Hiç bir sınavıma soruları önceden bilerek girmedim.
Hiç bir sınavıma 10 sayfalık bir not üzerinden çalışmadım.
Hiç bir zaman devlet üniversitesinde okuyan arkadaşlarım gibi sınavlardan bir hafta sonra bütünlemelere girme şansım olmadı.
Hiç bir zaman bu bütünlemelerin " çan eğrisi " üzerinden değerlendirilmesi sebebiyle 20 puan alarak bir dersi verme şansım olmadı.
Hiç bir zaman sınav takviminde 2 sınav arasında 3-4 gün aram olmadı. 13 derste alsam 7 gün içersinde 13 tane sınava girmek zorunda kaldım .
Devlet üniversitelerinde de ders veren hiç bir hocam , vakıf üniversitesinde yaptığı sınavda öğrencilerine fırsat eşitsizliği yaratacak notlar vermedi.
4. sınıfa kadar hiç bir sınavda kanun açarak , kanundan faydalanarak ya da kendi tuttuğum notları sınava sokarak sınav geçmedim . Arkadaşlarımızın bahsettiği " hocam xxx vakıf üniversitesinde çok kolay sormuşsunuz , onlara sorduğunuzu biz pratik olarak çözüyoruz " gibi bir durum söz konusu olmadı. Çünkü bize göre de onlara yapılan sınav soruları daha kolaydı ( psikolojide ; sınav stresi altında olmadan sınav sorularına bakınca o sınavdan 100 alıcağını düşünen öğrenci) , bizde onlara yapılan sınavlardan pratik derste uygulama yapıyorduk.
Hiç bir arkadaşımın boş kağıt vererek , 2 soru yaparak bir dersten geçtiğini görmedim gözlemlemedim.

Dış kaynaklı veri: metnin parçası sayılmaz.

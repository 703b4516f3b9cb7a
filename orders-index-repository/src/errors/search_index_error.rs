//! Search index error types.
//!
//! This module defines the unified error type for all search index
//! operations, covering both low-level backend errors and validation errors
//! raised before a request ever reaches the backend.

use thiserror::Error;

/// Unified errors from search index operations.
///
/// Used by the `SearchIndexProvider` trait and `SearchIndexService` for all
/// operations against the remote index.
#[derive(Debug, Clone, Error)]
pub enum SearchIndexError {
    /// Validation error (e.g., malformed record address, oversized batch input).
    #[error("Validation error: {0}")]
    ValidationError(String),

    /// Failed to establish connection to the search index backend.
    #[error("Connection error: {0}")]
    ConnectionError(String),

    /// Failed to write a record.
    #[error("Index error: {0}")]
    IndexError(String),

    /// Bulk write operation had failures.
    #[error("Bulk index error: {0}")]
    BulkIndexError(String),

    /// Failed to delete a record.
    #[error("Delete error: {0}")]
    DeleteError(String),

    /// Failed to create the search index or its alias.
    #[error("Index creation error: {0}")]
    IndexCreationError(String),

    /// Failed to execute a search query.
    #[error("Search error: {0}")]
    SearchError(String),

    /// Failed to parse a response from the search index backend.
    #[error("Parse error: {0}")]
    ParseError(String),

    /// Failed to serialize data for the search index backend.
    #[error("Serialization error: {0}")]
    SerializationError(String),

    /// Batch size exceeds configured maximum.
    #[error("Batch size {provided} exceeds maximum {max}")]
    BatchSizeExceeded { provided: usize, max: usize },

    /// Unknown error.
    #[error("Unknown error: {0}")]
    Unknown(String),
}

impl SearchIndexError {
    /// Create a validation error.
    pub fn validation(msg: impl Into<String>) -> Self {
        Self::ValidationError(msg.into())
    }

    /// Create a connection error.
    pub fn connection(msg: impl Into<String>) -> Self {
        Self::ConnectionError(msg.into())
    }

    /// Create an index error.
    pub fn index(msg: impl Into<String>) -> Self {
        Self::IndexError(msg.into())
    }

    /// Create a bulk index error.
    pub fn bulk_index(msg: impl Into<String>) -> Self {
        Self::BulkIndexError(msg.into())
    }

    /// Create a delete error.
    pub fn delete(msg: impl Into<String>) -> Self {
        Self::DeleteError(msg.into())
    }

    /// Create an index creation error.
    pub fn index_creation(msg: impl Into<String>) -> Self {
        Self::IndexCreationError(msg.into())
    }

    /// Create a search error.
    pub fn search(msg: impl Into<String>) -> Self {
        Self::SearchError(msg.into())
    }

    /// Create a parse error.
    pub fn parse(msg: impl Into<String>) -> Self {
        Self::ParseError(msg.into())
    }

    /// Create a serialization error.
    pub fn serialization(msg: impl Into<String>) -> Self {
        Self::SerializationError(msg.into())
    }

    /// Create a batch size exceeded error.
    pub fn batch_size_exceeded(provided: usize, max: usize) -> Self {
        Self::BatchSizeExceeded { provided, max }
    }

    /// Create an unknown error.
    pub fn unknown(msg: impl Into<String>) -> Self {
        Self::Unknown(msg.into())
    }
}
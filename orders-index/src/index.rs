//! The orders index synchronizer.
//!
//! Reconciles the remote record set for one order against its current
//! projection: stale positional addresses are deleted before the new
//! records are written, and the per-order record count is persisted last.

use std::sync::Arc;

use async_trait::async_trait;
use tracing::{debug, instrument};

use crate::errors::SyncError;
use crate::ledger::RecordCountLedger;
use crate::locks::EntityLocks;
use crate::order::{Order, OrderKind};
use crate::projector::OrderProjector;
use orders_index_repository::{SearchIndexError, SearchIndexService};
use orders_index_shared::OrderRecord;

/// The host-facing contract of an entity index.
///
/// The watcher depends on this trait rather than on the concrete orders
/// index, matching how the host framework treats its registered indices.
#[async_trait]
pub trait EntityIndex: Send + Sync {
    /// The index name, also used to scope the record-count metadata key.
    fn index_name(&self) -> &str;

    /// Cheap check whether the entity can be subject to indexing at all.
    ///
    /// Called synchronously on every lifecycle event; must not do I/O.
    fn supports(&self, order: &Order) -> bool;

    /// Bring the remote record set in line with the order's current state.
    async fn sync(&self, order: &Order) -> Result<(), SyncError>;

    /// Remove all of the order's records from the remote index.
    async fn delete_item(&self, order: &Order) -> Result<(), SyncError>;
}

/// Decides whether a stale-record delete should block until it is visible
/// to searches before the subsequent write proceeds.
///
/// The default is fire-and-forget: the delete call is issued and the sync
/// moves on. Callers that verify index contents right after a sync can
/// inject a policy returning true to get read-after-write consistency.
pub trait WaitPolicy: Send + Sync {
    fn should_wait(&self, order: &Order, new_records: &[OrderRecord]) -> bool;
}

/// Default policy: never block on delete visibility.
#[derive(Debug, Clone, Copy, Default)]
pub struct NoWait;

impl WaitPolicy for NoWait {
    fn should_wait(&self, _order: &Order, _new_records: &[OrderRecord]) -> bool {
        false
    }
}

/// The orders search index.
///
/// Owns the projector, the record-count ledger, and the validated service
/// handle to the remote index. All operations for one order id are
/// serialized through a keyed lock; operations on distinct orders run
/// concurrently.
pub struct OrdersIndex {
    name: String,
    projector: OrderProjector,
    ledger: RecordCountLedger,
    service: Arc<SearchIndexService>,
    locks: EntityLocks,
    wait_policy: Box<dyn WaitPolicy>,
}

impl OrdersIndex {
    /// Create the orders index.
    pub fn new(
        name: impl Into<String>,
        projector: OrderProjector,
        ledger: RecordCountLedger,
        service: Arc<SearchIndexService>,
    ) -> Self {
        Self {
            name: name.into(),
            projector,
            ledger,
            service,
            locks: EntityLocks::new(),
            wait_policy: Box::new(NoWait),
        }
    }

    /// Replace the wait policy.
    pub fn with_wait_policy(mut self, wait_policy: Box<dyn WaitPolicy>) -> Self {
        self.wait_policy = wait_policy;
        self
    }

    /// Delete the candidate stale addresses `{id}-0 .. {id}-(old_count-1)`.
    ///
    /// The address space is positional: these are all the addresses a
    /// previous sync may have written. Some may hold no record anymore,
    /// which the service treats as a successful no-op.
    async fn purge_stale(
        &self,
        order_id: u64,
        old_count: u32,
        wait: bool,
    ) -> Result<(), SyncError> {
        let addresses: Vec<String> = (0..old_count)
            .map(|record_index| OrderRecord::record_address(order_id, record_index))
            .collect();

        if addresses.is_empty() {
            return Ok(());
        }

        debug!(
            order_id = order_id,
            stale_count = addresses.len(),
            wait = wait,
            "Deleting candidate stale records"
        );
        self.service.delete_records(&addresses, wait).await?;
        Ok(())
    }
}

#[async_trait]
impl EntityIndex for OrdersIndex {
    fn index_name(&self) -> &str {
        &self.name
    }

    fn supports(&self, order: &Order) -> bool {
        order.kind == OrderKind::Standard
    }

    /// Reconcile the remote record set with the order's current state.
    ///
    /// Deletes run before writes: with positional addressing, a projection
    /// that shrank would otherwise leave its trailing addresses live in the
    /// index forever. The record count is persisted only after both remote
    /// phases succeed, so a failed sync leaves the previous count (and the
    /// previous stale-address range) in place for the next attempt.
    #[instrument(skip(self, order), fields(order_id = order.id))]
    async fn sync(&self, order: &Order) -> Result<(), SyncError> {
        let _guard = self.locks.acquire(order.id).await;

        let records = self.projector.project(order);
        let old_count = self.ledger.records_count(order.id).await?;
        let wait = self.wait_policy.should_wait(order, &records);

        self.purge_stale(order.id, old_count, wait).await?;

        if !records.is_empty() {
            let summary = self.service.save_records(&records).await?;
            if !summary.all_succeeded() {
                return Err(SyncError::Remote(SearchIndexError::bulk_index(format!(
                    "{} of {} records failed to write",
                    summary.failed, summary.total
                ))));
            }
        }

        self.ledger
            .set_records_count(order.id, records.len() as u32)
            .await?;

        debug!(
            order_id = order.id,
            records = records.len(),
            previous = old_count,
            "Order synced"
        );
        Ok(())
    }

    /// Remove all of the order's records, idempotently.
    #[instrument(skip(self, order), fields(order_id = order.id))]
    async fn delete_item(&self, order: &Order) -> Result<(), SyncError> {
        let _guard = self.locks.acquire(order.id).await;

        let old_count = self.ledger.records_count(order.id).await?;
        let wait = self.wait_policy.should_wait(order, &[]);

        self.purge_stale(order.id, old_count, wait).await?;

        if old_count > 0 {
            self.ledger.set_records_count(order.id, 0).await?;
        }

        debug!(order_id = order.id, previous = old_count, "Order removed");
        Ok(())
    }
}
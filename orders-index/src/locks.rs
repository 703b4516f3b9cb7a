//! Per-order serialization of index operations.
//!
//! Two concurrent syncs of the same order can interleave their
//! delete/write/count steps and leave the ledger disagreeing with the
//! remote state. A keyed async lock serializes operations per order id
//! while distinct orders proceed in parallel.

use std::collections::HashMap;
use std::sync::{Arc, Mutex};

use tokio::sync::{Mutex as AsyncMutex, OwnedMutexGuard};

/// Keyed async locks, one per order id.
///
/// Lock entries are created on first use and removed again once no caller
/// holds or awaits them, so the map does not grow with the number of orders
/// ever synced.
#[derive(Default)]
pub struct EntityLocks {
    locks: Mutex<HashMap<u64, Arc<AsyncMutex<()>>>>,
}

impl EntityLocks {
    pub fn new() -> Self {
        Self::default()
    }

    /// Acquire the lock for an order id, waiting if another operation on
    /// the same order is in flight.
    pub async fn acquire(&self, order_id: u64) -> EntityGuard<'_> {
        let entry = {
            let mut locks = self.locks.lock().unwrap();
            Arc::clone(locks.entry(order_id).or_default())
        };

        let guard = entry.lock_owned().await;
        EntityGuard {
            locks: self,
            order_id,
            _guard: guard,
        }
    }

    /// Number of live lock entries. Exposed for tests.
    #[cfg(test)]
    fn len(&self) -> usize {
        self.locks.lock().unwrap().len()
    }
}

/// Guard holding the per-order lock until dropped.
pub struct EntityGuard<'a> {
    locks: &'a EntityLocks,
    order_id: u64,
    _guard: OwnedMutexGuard<()>,
}

impl Drop for EntityGuard<'_> {
    fn drop(&mut self) {
        let mut locks = self.locks.locks.lock().unwrap();
        if let Some(entry) = locks.get(&self.order_id) {
            // Two strong references mean only the map and this guard hold
            // the entry: no other task is waiting on it.
            if Arc::strong_count(entry) == 2 {
                locks.remove(&self.order_id);
            }
        }
    }
}

#[cfg(test)]
mod tests {
    use super::*;
    use std::sync::atomic::{AtomicU32, Ordering};
    use std::time::Duration;

    #[tokio::test]
    async fn test_same_order_operations_serialize() {
        let locks = Arc::new(EntityLocks::new());
        let in_section = Arc::new(AtomicU32::new(0));
        let max_seen = Arc::new(AtomicU32::new(0));

        let mut handles = Vec::new();
        for _ in 0..8 {
            let locks = Arc::clone(&locks);
            let in_section = Arc::clone(&in_section);
            let max_seen = Arc::clone(&max_seen);
            handles.push(tokio::spawn(async move {
                let _guard = locks.acquire(42).await;
                let now = in_section.fetch_add(1, Ordering::SeqCst) + 1;
                max_seen.fetch_max(now, Ordering::SeqCst);
                tokio::time::sleep(Duration::from_millis(2)).await;
                in_section.fetch_sub(1, Ordering::SeqCst);
            }));
        }
        for handle in handles {
            handle.await.unwrap();
        }

        assert_eq!(max_seen.load(Ordering::SeqCst), 1);
    }

    #[tokio::test]
    async fn test_distinct_orders_do_not_block_each_other() {
        let locks = EntityLocks::new();

        let _first = locks.acquire(1).await;
        // Acquiring a different order id must not deadlock while the first
        // guard is held.
        let _second = locks.acquire(2).await;
    }

    #[tokio::test]
    async fn test_entries_are_cleaned_up() {
        let locks = EntityLocks::new();

        {
            let _guard = locks.acquire(42).await;
            assert_eq!(locks.len(), 1);
        }
        assert_eq!(locks.len(), 0);
    }
}
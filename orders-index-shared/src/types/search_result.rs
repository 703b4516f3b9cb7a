//! Search result types for the admin order-search backend.

use serde::{Deserialize, Serialize};

use crate::types::order_record::OrderRecord;

/// A single order hit returned from a search.
#[derive(Debug, Clone, Serialize, Deserialize, PartialEq)]
pub struct OrderHit {
    /// The stored record, as it was last written by a sync.
    #[serde(flatten)]
    pub record: OrderRecord,

    /// Relevance score from the search backend. Higher is better.
    pub relevance_score: f64,

    /// Highlighted fragment of the order-number field, when requested and
    /// the backend produced one.
    #[serde(skip_serializing_if = "Option::is_none")]
    pub number_highlight: Option<String>,
}

/// Complete search response with hits and metadata.
#[derive(Debug, Clone, Serialize, Deserialize, PartialEq)]
pub struct OrderSearchResponse {
    /// Hits for the requested page, ordered by relevance then recency.
    pub hits: Vec<OrderHit>,

    /// Total number of matching records across all pages.
    pub total: u64,

    /// Time the backend took to execute the search, in milliseconds.
    pub took_ms: u64,
}

impl OrderSearchResponse {
    /// Create an empty response.
    pub fn empty() -> Self {
        Self {
            hits: Vec::new(),
            total: 0,
            took_ms: 0,
        }
    }

    /// Create a new response.
    pub fn new(hits: Vec<OrderHit>, total: u64, took_ms: u64) -> Self {
        Self {
            hits,
            total,
            took_ms,
        }
    }

    /// Returns true if there are no hits on this page.
    pub fn is_empty(&self) -> bool {
        self.hits.is_empty()
    }

    /// Number of hits on this page.
    pub fn len(&self) -> usize {
        self.hits.len()
    }
}
//! # Orders Index
//!
//! Core of the orders search indexer: projects orders into flat search
//! records and keeps the remote index in sync with order lifecycle events
//! delivered by the host platform.
//!
//! ## Architecture
//!
//! Synchronization follows the Watcher-Projector-Index pattern:
//!
//! 1. **Watcher**: Receives order lifecycle events from the host and
//!    shields the host transaction from indexing failures
//! 2. **Projector**: Transforms an order into zero or more records
//! 3. **Index**: Reconciles the remote record set against the projection
//!    (delete stale positional addresses, write new records, persist the
//!    record count)
//!
//! ## Modules
//!
//! - [`config`]: Settings and dependency initialization
//! - [`events`]: Order lifecycle event types
//! - [`host`]: Contracts the host platform implements for the plugin
//! - [`index`]: The synchronizer and its host-facing trait
//! - [`ledger`]: Per-order record-count bookkeeping
//! - [`order`]: Order domain types as consumed by the plugin
//! - [`projector`]: Transforms orders into records
//! - [`watcher`]: Dispatches lifecycle events into the index
//! - [`errors`]: Error types for the synchronizer

pub mod config;
pub mod errors;
pub mod events;
pub mod host;
pub mod index;
pub mod ledger;
pub mod locks;
pub mod order;
pub mod projector;
pub mod watcher;

pub use config::Dependencies;
pub use errors::SyncError;
pub use index::{EntityIndex, OrdersIndex};
pub use watcher::OrdersWatcher;

use thiserror::Error;

/// Errors that can occur during plugin initialization or execution.
#[derive(Error, Debug)]
pub enum IndexingError {
    /// Configuration error.
    #[error("Configuration error: {0}")]
    ConfigError(String),

    /// Synchronization error.
    #[error("Sync error: {0}")]
    SyncError(#[from] SyncError),
}

impl IndexingError {
    /// Create a configuration error.
    pub fn config(msg: impl Into<String>) -> Self {
        Self::ConfigError(msg.into())
    }
}
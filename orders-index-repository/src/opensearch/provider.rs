//! OpenSearch provider implementation.
//!
//! This module provides the concrete implementation of `SearchIndexProvider`
//! using the OpenSearch Rust crate.

use async_trait::async_trait;
use opensearch::{
    http::transport::{SingleNodeConnectionPool, TransportBuilder},
    indices::{IndicesCreateParts, IndicesExistsParts, IndicesPutAliasParts},
    params::Refresh,
    DeleteParts, IndexParts, OpenSearch, SearchParts,
};
use serde_json::{json, Value};
use tracing::{debug, error, info};
use url::Url;

use crate::errors::SearchIndexError;
use crate::interfaces::SearchIndexProvider;
use crate::opensearch::index_config::{index_settings, IndexConfig};
use crate::types::{BatchOperationResult, BatchOperationSummary};
use orders_index_shared::{OrderHit, OrderRecord, OrderSearchResponse, SearchQuery};

/// Fields queried by the free-text order search.
///
/// Mirrors the searchable attributes of a record: order number (with its
/// autocomplete subfields), status name, customer, both address blocks, and
/// line-item SKUs.
const SEARCH_FIELDS: &[&str] = &[
    "number",
    "number._2gram",
    "number._3gram",
    "status_name",
    "customer.display_name",
    "customer.email",
    "billing.display_name",
    "billing.email",
    "billing.phone",
    "billing.company",
    "billing.address_1",
    "billing.address_2",
    "billing.city",
    "billing.state",
    "billing.postcode",
    "billing.country",
    "shipping.display_name",
    "shipping.company",
    "shipping.address_1",
    "shipping.address_2",
    "shipping.city",
    "shipping.state",
    "shipping.postcode",
    "shipping.country",
    "items.sku",
];

/// OpenSearch-backed search index for order records.
///
/// Records are written with `_id` set to their positional address, so a
/// rewrite at the same address overwrites in place and a delete by address
/// removes exactly one record slot.
pub struct OpenSearchProvider {
    client: OpenSearch,
    index_config: IndexConfig,
}

impl OpenSearchProvider {
    /// Create a new OpenSearch provider connected to the specified URL.
    ///
    /// # Arguments
    ///
    /// * `url` - The OpenSearch server URL (e.g., "http://localhost:9200")
    /// * `index_config` - The index configuration containing alias and version
    ///
    /// # Returns
    ///
    /// * `Ok(OpenSearchProvider)` - A new provider instance
    /// * `Err(SearchIndexError)` - If connection setup fails
    pub async fn new(url: &str, index_config: IndexConfig) -> Result<Self, SearchIndexError> {
        let parsed_url =
            Url::parse(url).map_err(|e| SearchIndexError::connection(e.to_string()))?;

        let conn_pool = SingleNodeConnectionPool::new(parsed_url);
        let transport = TransportBuilder::new(conn_pool)
            .disable_proxy()
            .build()
            .map_err(|e| SearchIndexError::connection(e.to_string()))?;

        let client = OpenSearch::new(transport);

        info!(
            url = %url,
            alias = %index_config.alias,
            version = index_config.version,
            "Created OpenSearch provider"
        );

        Ok(Self {
            client,
            index_config,
        })
    }

    /// Write a single record, keyed by its address.
    async fn save_record(&self, record: &OrderRecord) -> Result<(), SearchIndexError> {
        let body = serde_json::to_value(record)
            .map_err(|e| SearchIndexError::serialization(e.to_string()))?;

        let response = self
            .client
            .index(IndexParts::IndexId(
                &self.index_config.alias,
                &record.object_id,
            ))
            .body(body)
            .send()
            .await
            .map_err(|e| SearchIndexError::index(e.to_string()))?;

        let status = response.status_code();
        if !status.is_success() {
            let error_body = response.text().await.unwrap_or_default();
            error!(status = %status, body = %error_body, "Index request failed");
            return Err(SearchIndexError::index(format!(
                "Write failed with status {}: {}",
                status, error_body
            )));
        }

        debug!(address = %record.object_id, "Record written");
        Ok(())
    }

    /// Delete a single record slot. A missing record is not an error.
    async fn delete_record(&self, address: &str, wait: bool) -> Result<(), SearchIndexError> {
        let mut request = self
            .client
            .delete(DeleteParts::IndexId(&self.index_config.alias, address));
        if wait {
            request = request.refresh(Refresh::WaitFor);
        }

        let response = request
            .send()
            .await
            .map_err(|e| SearchIndexError::delete(e.to_string()))?;

        let status = response.status_code();

        // 404 is acceptable - the address may never have held a record
        if !status.is_success() && status.as_u16() != 404 {
            let error_body = response.text().await.unwrap_or_default();
            error!(status = %status, body = %error_body, "Delete request failed");
            return Err(SearchIndexError::delete(format!(
                "Delete failed with status {}: {}",
                status, error_body
            )));
        }

        debug!(address = %address, "Record deleted");
        Ok(())
    }

    /// Build the search request body for a query.
    fn search_body(query: &SearchQuery) -> Value {
        let mut body = json!({
            "from": query.offset(),
            "size": query.hits_per_page,
            "query": {
                "multi_match": {
                    "query": query.text,
                    "type": "bool_prefix",
                    "lenient": true,
                    "fields": SEARCH_FIELDS
                }
            },
            "sort": [
                { "_score": { "order": "desc" } },
                { "date_timestamp": { "order": "desc" } }
            ]
        });

        if query.highlight_number {
            body["highlight"] = json!({ "fields": { "number": {} } });
        }

        body
    }

    /// Convert a raw OpenSearch hit into an [`OrderHit`].
    fn parse_hit(hit: &Value) -> Result<OrderHit, SearchIndexError> {
        let record: OrderRecord = serde_json::from_value(hit["_source"].clone())
            .map_err(|e| SearchIndexError::parse(format!("Malformed stored record: {}", e)))?;

        let number_highlight = hit["highlight"]["number"]
            .as_array()
            .and_then(|fragments| fragments.first())
            .and_then(Value::as_str)
            .map(str::to_string);

        Ok(OrderHit {
            record,
            relevance_score: hit["_score"].as_f64().unwrap_or(0.0),
            number_highlight,
        })
    }
}

#[async_trait]
impl SearchIndexProvider for OpenSearchProvider {
    /// Ensure the physical index and its alias exist.
    ///
    /// Looks up the alias first; when absent, creates the versioned physical
    /// index with the order mappings and points the alias at it.
    async fn ensure_index_exists(&self) -> Result<(), SearchIndexError> {
        let alias = self.index_config.alias.as_str();

        let response = self
            .client
            .indices()
            .exists(IndicesExistsParts::Index(&[alias]))
            .send()
            .await
            .map_err(|e| SearchIndexError::connection(e.to_string()))?;

        if response.status_code().is_success() {
            debug!(alias = %alias, "Search index already exists");
            return Ok(());
        }

        let physical_name = self.index_config.physical_name();
        info!(
            index = %physical_name,
            alias = %alias,
            "Creating orders search index"
        );

        let response = self
            .client
            .indices()
            .create(IndicesCreateParts::Index(&physical_name))
            .body(index_settings())
            .send()
            .await
            .map_err(|e| SearchIndexError::index_creation(e.to_string()))?;

        let status = response.status_code();
        if !status.is_success() {
            let error_body = response.text().await.unwrap_or_default();
            return Err(SearchIndexError::index_creation(format!(
                "Index creation failed with status {}: {}",
                status, error_body
            )));
        }

        let response = self
            .client
            .indices()
            .put_alias(IndicesPutAliasParts::IndexName(
                &[physical_name.as_str()],
                alias,
            ))
            .send()
            .await
            .map_err(|e| SearchIndexError::index_creation(e.to_string()))?;

        let status = response.status_code();
        if !status.is_success() {
            let error_body = response.text().await.unwrap_or_default();
            return Err(SearchIndexError::index_creation(format!(
                "Alias creation failed with status {}: {}",
                status, error_body
            )));
        }

        Ok(())
    }

    async fn save_records(
        &self,
        records: &[OrderRecord],
    ) -> Result<BatchOperationSummary, SearchIndexError> {
        let mut results = Vec::with_capacity(records.len());
        let mut succeeded = 0;
        let mut failed = 0;

        for record in records {
            match self.save_record(record).await {
                Ok(()) => {
                    succeeded += 1;
                    results.push(BatchOperationResult {
                        address: record.object_id.clone(),
                        success: true,
                        error: None,
                    });
                }
                Err(e) => {
                    failed += 1;
                    results.push(BatchOperationResult {
                        address: record.object_id.clone(),
                        success: false,
                        error: Some(e),
                    });
                }
            }
        }

        Ok(BatchOperationSummary {
            total: records.len(),
            succeeded,
            failed,
            results,
        })
    }

    async fn delete_records(
        &self,
        addresses: &[String],
        wait: bool,
    ) -> Result<(), SearchIndexError> {
        for address in addresses {
            self.delete_record(address, wait).await?;
        }
        Ok(())
    }

    async fn search(&self, query: &SearchQuery) -> Result<OrderSearchResponse, SearchIndexError> {
        let response = self
            .client
            .search(SearchParts::Index(&[self.index_config.alias.as_str()]))
            .body(Self::search_body(query))
            .send()
            .await
            .map_err(|e| SearchIndexError::search(e.to_string()))?;

        let status = response.status_code();
        if !status.is_success() {
            let error_body = response.text().await.unwrap_or_default();
            error!(status = %status, body = %error_body, "Search request failed");
            return Err(SearchIndexError::search(format!(
                "Search failed with status {}: {}",
                status, error_body
            )));
        }

        let body: Value = response
            .json()
            .await
            .map_err(|e| SearchIndexError::parse(e.to_string()))?;

        let hits = body["hits"]["hits"]
            .as_array()
            .map(|raw_hits| {
                raw_hits
                    .iter()
                    .map(Self::parse_hit)
                    .collect::<Result<Vec<_>, _>>()
            })
            .transpose()?
            .unwrap_or_default();

        Ok(OrderSearchResponse {
            hits,
            total: body["hits"]["total"]["value"].as_u64().unwrap_or(0),
            took_ms: body["took"].as_u64().unwrap_or(0),
        })
    }
}

#[cfg(test)]
mod tests {
    use super::*;

    #[test]
    fn test_search_body_defaults() {
        let query = SearchQuery::new("1042");
        let body = OpenSearchProvider::search_body(&query);

        assert_eq!(body["from"], 0);
        assert_eq!(body["size"], 7);
        assert_eq!(body["query"]["multi_match"]["query"], "1042");
        assert_eq!(body["query"]["multi_match"]["type"], "bool_prefix");
        assert!(body["highlight"]["fields"]["number"].is_object());

        // Recency is the tie breaker after relevance.
        assert_eq!(body["sort"][1]["date_timestamp"]["order"], "desc");
    }

    #[test]
    fn test_search_body_pagination_and_no_highlight() {
        let query = SearchQuery::new("jane")
            .with_page(2)
            .with_hits_per_page(10)
            .without_highlight();
        let body = OpenSearchProvider::search_body(&query);

        assert_eq!(body["from"], 20);
        assert_eq!(body["size"], 10);
        assert!(body.get("highlight").is_none());
    }

    #[test]
    fn test_parse_hit() {
        let raw = json!({
            "_score": 2.25,
            "_source": {
                "object_id": "42-0",
                "id": 42,
                "kind": "shop_order",
                "number": "42",
                "status": "processing",
                "status_name": "Processing",
                "date_timestamp": 1_700_000_000i64,
                "date_formatted": "November 14, 2023",
                "order_total": 59.9,
                "formatted_order_total": "$59.90",
                "items_count": 1,
                "payment_method_title": "Credit card",
                "shipping_method_title": "Flat rate",
                "billing": {
                    "display_name": "Jane Doe",
                    "company": "",
                    "address_1": "1 Main St",
                    "address_2": "",
                    "city": "Portland",
                    "state": "OR",
                    "postcode": "97201",
                    "country": "United States (US)"
                },
                "shipping": {
                    "display_name": "Jane Doe",
                    "company": "",
                    "address_1": "1 Main St",
                    "address_2": "",
                    "city": "Portland",
                    "state": "OR",
                    "postcode": "97201",
                    "country": "United States (US)"
                },
                "items": []
            },
            "highlight": { "number": ["<em>42</em>"] }
        });

        let hit = OpenSearchProvider::parse_hit(&raw).unwrap();
        assert_eq!(hit.record.object_id, "42-0");
        assert_eq!(hit.relevance_score, 2.25);
        assert_eq!(hit.number_highlight.as_deref(), Some("<em>42</em>"));
    }

    #[test]
    fn test_parse_hit_malformed_source() {
        let raw = json!({ "_score": 1.0, "_source": { "object_id": "42-0" } });
        let result = OpenSearchProvider::parse_hit(&raw);
        assert!(matches!(
            result.unwrap_err(),
            SearchIndexError::ParseError(_)
        ));
    }
}
//! Configuration types for the SearchIndexService.

/// Configuration for the SearchIndexService.
///
/// Controls batch operation limits so a single sync cannot accidentally
/// push an oversized request to the search backend.
#[derive(Debug, Clone)]
pub struct SearchIndexServiceConfig {
    /// Maximum number of records or addresses allowed in a single batch
    /// operation.
    ///
    /// Set to `None` to disable the limit. Defaults to 1000.
    pub max_batch_size: Option<usize>,
}

impl Default for SearchIndexServiceConfig {
    fn default() -> Self {
        Self {
            max_batch_size: Some(1000),
        }
    }
}

impl SearchIndexServiceConfig {
    /// Create a config with no batch size limit.
    pub fn unlimited() -> Self {
        Self {
            max_batch_size: None,
        }
    }

    /// Create a config with a custom batch size limit.
    pub fn with_max_batch_size(max_batch_size: usize) -> Self {
        Self {
            max_batch_size: Some(max_batch_size),
        }
    }
}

Adli tıp dersinden okulu 2 dönem uzayan arkadaşımda oldu , mazeret raporu kabul edilmediği için 4 finale giremeyip okulu uzatan da , tek ders sınavında geçemeyip bir sene daha uzatan da .. Bunların olmadığını iddia eden arkadaşlarımın ne kadar bilgisizce konuyu eleştirdiğinin kanıtı sanırım bunlar olmalı ..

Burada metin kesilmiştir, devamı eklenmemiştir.